The news will spark the greatest transfer scramble in football history with Europe's biggest clubs ready to capitalise on Juve's downfall. Yet while the likes of Real Madrid, Barcelona and Chelsea eagerly pick through the ruins at the Stadio Delle Alpi, others will mourn the fate of a giant of European football.

Juventus, with their famous black and white striped shirts, are one of the most recognised brands in world sport and have sat among Europe's elite for decades. Those involved in the corruption deserved to be punished without remorse but the disgrace of such a great name inevitably creates innocent victims — namely the fans.

Juventus supporters have been preparing themselves for the anonymity of Serie `B' but many approve of the verdict, embracing crippling punitive measures if they mean an end to the corruption that will forever taint the club's name. Past glories and a rich pedigree are poor defences to the crimes committed and the authorities were left with no option but to restore the credibility of Italian football by the harshest means necessary.

The FIGC have acted decisively to make an example of Juventus, delivering a punishment that should act as a deterrent for years to come. The repercussions of their decision will be far reaching, with the prestige of Serie `A' significantly reduced by the impending loss of Juventus' array of household names. Serie `A' has had its heart ripped out and the subsequent effect on revenues will be felt by all clubs in Italy's top flight with broadcasters and sponsors demanding the urgent re-negotiation of contracts.

There had been calls for a whitewash, for the healing power of Italy's World Cup triumph to wash away the sins of the guilty clubs. To draw a line and to forget. Italy's justice minister Clemente Mastella was one who urged leniency, grandly invoking the traditions of ancient Rome in the process, while former Prime Minister and owner of AC Milan Silvio Berlusconi predictably was another.

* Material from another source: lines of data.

use std::sync::Arc;

use anyhow::{anyhow, Context, Result};
use tokio::sync::Semaphore;
use tracing::{debug, info, Instrument};

use super::{UploadOrchestrator, UploadResult};
use crate::data_model::UploadRequest;

/// Runs uploads off the request handling tasks, at most
/// `max_concurrent_uploads` at a time.
///
/// Each upload runs on its own spawned task, so dropping the future returned
/// by [`UploadWorkers::submit`] (for example when the HTTP client goes away)
/// does not interrupt a saga that has already started.
#[derive(Clone)]
pub struct UploadWorkers {
    orchestrator: Arc<UploadOrchestrator>,
    permits: Arc<Semaphore>,
    capacity: u32,
}

impl UploadWorkers {
    pub fn new(orchestrator: Arc<UploadOrchestrator>, max_concurrent_uploads: usize) -> Self {
        let capacity = u32::try_from(max_concurrent_uploads.min(Semaphore::MAX_PERMITS))
            .unwrap_or(u32::MAX);
        Self {
            orchestrator,
            permits: Arc::new(Semaphore::new(capacity as usize)),
            capacity,
        }
    }

    pub fn available_permits(&self) -> usize {
        self.permits.available_permits()
    }

    pub async fn submit(&self, request: UploadRequest) -> Result<UploadResult> {
        let permit = self
            .permits
            .clone()
            .acquire_owned()
            .await
            .map_err(|_| anyhow!("upload worker pool is closed"))?;
        debug!(
            "upload of {} admitted, {} permit(s) left",
            request.file_name,
            self.available_permits()
        );

        let orchestrator = self.orchestrator.clone();
        tokio::spawn(
            async move {
                let result = orchestrator.upload(request).await;
                drop(permit);
                result
            }
            .in_current_span(),
        )
        .await
        .context("upload task failed")
    }

    /// Stops admitting uploads and waits until every running upload has
    /// reached a terminal state.
    pub async fn drain(&self) {
        let in_flight = self.capacity as usize - self.available_permits();
        info!("draining upload workers, {in_flight} upload(s) in flight");
        match self.permits.acquire_many(self.capacity).await {
            Ok(_all) => self.permits.close(),
            Err(_) => debug!("upload worker pool already closed"),
        }
        info!("upload workers drained");
    }
}
use axum::{
    extract::{multipart::MultipartError, Multipart, State},
    http::StatusCode,
    Json,
};
use bytes::Bytes;
use tracing::{debug, info};

use super::RouteState;
use crate::{
    data_model::UploadRequest,
    http_objects::{FileVaultAPIError, UploadResponse},
};

const DEFAULT_CONTENT_TYPE: &str = "application/octet-stream";

struct FilePart {
    file_name: String,
    content_type: String,
    bytes: Bytes,
}

fn multipart_error(e: MultipartError) -> FileVaultAPIError {
    FileVaultAPIError::new(e.status(), &e.body_text())
}

/// Upload a file together with its description
#[utoipa::path(
    post,
    path = "/image/upload",
    request_body(content_type = "multipart/form-data", content = inline(crate::http_objects::UploadForm)),
    tag = "files",
    responses(
        (status = 201, description = "file stored", body = UploadResponse),
        (status = 400, description = "malformed multipart body or missing parts"),
        (status = 413, description = "request body too large"),
        (status = INTERNAL_SERVER_ERROR, description = "upload failed and was rolled back")
    ),
)]
#[axum::debug_handler]
pub async fn upload_file(
    State(state): State<RouteState>,
    mut multipart: Multipart,
) -> Result<(StatusCode, Json<UploadResponse>), FileVaultAPIError> {
    let mut file: Option<FilePart> = None;
    let mut description: Option<String> = None;
    let mut tags: Option<String> = None;

    while let Some(field) = multipart.next_field().await.map_err(multipart_error)? {
        let Some(name) = field.name().map(str::to_string) else {
            continue;
        };
        match name.as_str() {
            "file" | "image" => {
                if file.is_some() {
                    return Err(FileVaultAPIError::bad_request(
                        "only one file part is allowed",
                    ));
                }
                let file_name = field
                    .file_name()
                    .filter(|file_name| !file_name.is_empty())
                    .map(str::to_string)
                    .ok_or_else(|| FileVaultAPIError::bad_request("file part has no file name"))?;
                let content_type = field
                    .content_type()
                    .unwrap_or(DEFAULT_CONTENT_TYPE)
                    .to_string();
                let bytes = field.bytes().await.map_err(multipart_error)?;
                file = Some(FilePart {
                    file_name,
                    content_type,
                    bytes,
                });
            }
            "description" => description = Some(field.text().await.map_err(multipart_error)?),
            "tags" => tags = Some(field.text().await.map_err(multipart_error)?),
            _ => debug!("ignoring multipart field {}", name),
        }
    }

    let file = file.ok_or_else(|| FileVaultAPIError::bad_request("file is required"))?;
    let description =
        description.ok_or_else(|| FileVaultAPIError::bad_request("description is required"))?;

    let file_name = file.file_name.clone();
    let mut request = UploadRequest::new(file.file_name, file.content_type, file.bytes)
        .with_description(description);
    if let Some(tags) = tags {
        request = request.with_tags(tags);
    }

    let result = state
        .workers
        .submit(request)
        .await
        .map_err(FileVaultAPIError::internal_error)?;

    match result.into_result() {
        Ok(id) => {
            info!("stored {} as {}", file_name, id);
            Ok((
                StatusCode::CREATED,
                Json(UploadResponse::new(&file_name, id)),
            ))
        }
        Err(err) => Err(FileVaultAPIError::internal_error_str(&format!(
            "failed to upload [{file_name}]: {err}"
        ))),
    }
}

Thankfully such vested interests have been ignored. The World Cup celebrations are over and reality has bitten. Justice has been done and it should be some time before a club is embroiled in such skulduggery again. Italy's victory over France was a magical moment for a revered footballing nation. But it had no relevance to the investigation of the match-fixing tribunal. Instead, the FIGC have acted with ruthless severity and the restoration of integrity begins to a competition that had become fraudulent and contemptible.